No matter how careful I am to choose who we share with and how much we share, I know that it is still possible we will be unexpectedly hurt by some friends and possibly unintentionally hurt others. IVF, and all of its onion peel layers yet to be removed, is a hot button in our society. It is misunderstood, debated, disputed, condemned, and oversimplified. There is just no getting around it. It stirs up value debates around ethics, financial responsibility, ethics of clinical business practices, adoption, faith, God's will, and plain ol' personal choice. Add to that that we are stepping into the midst of that onion, with our own layers of complexities. ..namely three years of loss, three years of hoping beyond hope, and now- IVF.

My hope during this chapter is for me to find the strength and compassion to speak about our choice to conceive through IVF. I hope that through our openness others it might give others space to reflect on this complicated decision. Not everyone has to agree with us, nor do I expect IVF to be the right decision for all people. But I hope to find the words to speak honestly about why this is the right decision for us. And maybe, just maybe, we might help to nurture a few more people into more "IVF friendly" friends for others some day.

Tuesday, December 28, 2010

The Pain- take three

The Pain hit again this morning- third cycle in a row. I am so so grateful that it was much more tolerable this time- it still was a 9 or 10 on the pain scale, but it wasn't off the charts like the last two months. I am guessing (and hoping) that the ibuprofen is what helped. Hoping that that means I can manage the pain proactively again in the future, if need be.....

But hoping there won't be a "next month"- hoping a two dark lines on a stick is all I see next cycle, or at least sometime this year.

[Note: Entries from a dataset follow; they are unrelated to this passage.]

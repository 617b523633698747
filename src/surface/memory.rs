use std::collections::HashSet;

use super::{ check_png_signature, ChatSurface, ElementId };
use crate::models::chat::{ ChartImage, ChatMessage };

/// In-memory surface. Records everything the handler does to it; used for
/// headless embedding and in tests.
#[derive(Debug, Default)]
pub struct RecordingSurface {
    pub messages: Vec<ChatMessage>,
    pub input: String,
    pub loading: bool,
    /// Every visibility change of the loading indicator, in order.
    pub loading_changes: Vec<bool>,
    pub closed: bool,
    pub reject_images: bool,
    missing: HashSet<ElementId>,
}

impl RecordingSurface {
    pub fn new() -> Self {
        Self::default()
    }

    pub fn without(mut self, id: ElementId) -> Self {
        self.missing.insert(id);
        self
    }

    pub fn rejecting_images(mut self) -> Self {
        self.reject_images = true;
        self
    }

    pub fn set_input(&mut self, text: impl Into<String>) {
        self.input = text.into();
    }

    pub fn texts(&self) -> Vec<&str> {
        self.messages.iter().map(|m| m.text.as_str()).collect()
    }
}

impl ChatSurface for RecordingSurface {
    fn has_element(&self, id: ElementId) -> bool {
        !self.missing.contains(&id)
    }

    fn append_message(&mut self, message: &ChatMessage) {
        self.messages.push(message.clone());
    }

    fn clear_input(&mut self) {
        self.input.clear();
    }

    fn set_loading(&mut self, visible: bool) {
        self.loading = visible;
        self.loading_changes.push(visible);
    }

    fn prepare_image(&mut self, image: &ChartImage) -> Result<(), String> {
        if self.reject_images {
            return Err("surface refused the image".to_string());
        }
        check_png_signature(&image.png)
    }

    fn close(&mut self) {
        self.closed = true;
    }
}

If history repeats itself, AF will arrive about 48 hours after the pain episode, so still looking like Thursday will be Day 1. Blooddraw on Saturday (day 3) and if all goes well with that- we'll be approved for the shared risk program and we'll have our IVF #1 calendar mapped out for us shortly thereafter!

So so ready.

Sunday, December 26, 2010

Mind dump

Excuse me as I just dump the contents of my brain in my blog: (Don't expect anything logical or intelligible)

- Patiently waiting for AF to finally come; Been spotting for four days. Ready to get this show on the road and nervous as heck all at the same time.

- Sinus headache has me feeling like I've been run over by a truck. Been hanging out with my laptop in bed all day doing nothin'.

- I'm cranky, just plain unexplainably cranky. Well, it is most likely PMS brand crankiness. So, I am just letting it be what it is today- and trying to ride out this crankiness, knowing this too will pass.

-Been mindlessly searching the internet, here is a sampling of some googling I have done: "IVF without lupron","maternity clothes","jelly belly new flavors," "IVF with large endometrioma", "living room end table".

- Been preoccupied with worrying about whether or not my "painful attack" will come again this cycle. If it follows the past two cycle's pattern, it will come anytime now. Been taking ibuprofen regularly this week trying to help prevent it or at least take the edge off if it does happen again. Oh I hope I can avoid that pain again....

- The end of 2010 is fast approaching. A reflection on 2010 deserves a post in an of it self, but January 1st will mark the three year anniversary of our TTC. I am so glad we are in active forward motion right now, working with an RE, otherwise I think that anniversary would bring pretty deep despair. Actively "doing" something helps to stimulate hope. I've have also found myself thinking about the fact that in our three years of TTC, this is the first year in which we did not experience a miscarriage. Granted, that means we also were not successful in getting pregnant, but I am (in a small way) grateful to have had a break this year from everything miscarriage. It has been much needed for healing.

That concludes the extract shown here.